Directions: The answer must consist of every line from the entries that holds the word "reason".
Data supplied section start
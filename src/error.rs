//! Error taxonomy for the integration boundary and the dispatch path
//!
//! Construction failures are distinguished from malformed wiring and from
//! runtime dispatch errors so callers can react to each differently.

use serde::{Deserialize, Serialize};
use thiserror::Error;

/// Severity carried by a dispatched error value
#[derive(Debug, Clone, Copy, PartialEq, Eq, Serialize, Deserialize)]
#[serde(rename_all = "UPPERCASE")]
pub enum ErrorLevel {
    Debug,
    Info,
    Warn,
    Error,
}

/// An error value travelling a bus in place of a state fragment
///
/// Routed to the owning store's error handler instead of the merge path.
#[derive(Debug, Clone, PartialEq, Eq, Serialize, Deserialize)]
pub struct ErrorDispatchable {
    pub message: String,
    #[serde(skip_serializing_if = "Option::is_none")]
    pub code: Option<String>,
    pub level: ErrorLevel,
}

impl ErrorDispatchable {
    /// Create an error value with no code
    pub fn new(message: impl Into<String>, level: ErrorLevel) -> Self {
        Self {
            message: message.into(),
            code: None,
            level,
        }
    }

    /// Attach a machine-readable code
    pub fn with_code(mut self, code: impl Into<String>) -> Self {
        self.code = Some(code.into());
        self
    }
}

/// Errors surfaced by [`create_iotes`](crate::create_iotes) and the
/// integration boundary
#[derive(Debug, Error)]
pub enum IotesError {
    /// The strategy returned a real error while connecting a host
    #[error("strategy failed to construct host '{host}': {error}")]
    StrategyConstruction {
        host: String,
        error: anyhow::Error,
    },

    /// Malformed wiring, detected before the strategy runs
    #[error("invalid topology: {reason}")]
    InvalidTopology { reason: String },

    /// A dispatch error surfaced at the integration boundary
    #[error("runtime dispatch error on {channel} bus: {message}")]
    RuntimeDispatch { channel: String, message: String },
}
Data supplied section end
Solution to this exercise:
    #[error("invalid topology: {reason}")]
    InvalidTopology { reason: String },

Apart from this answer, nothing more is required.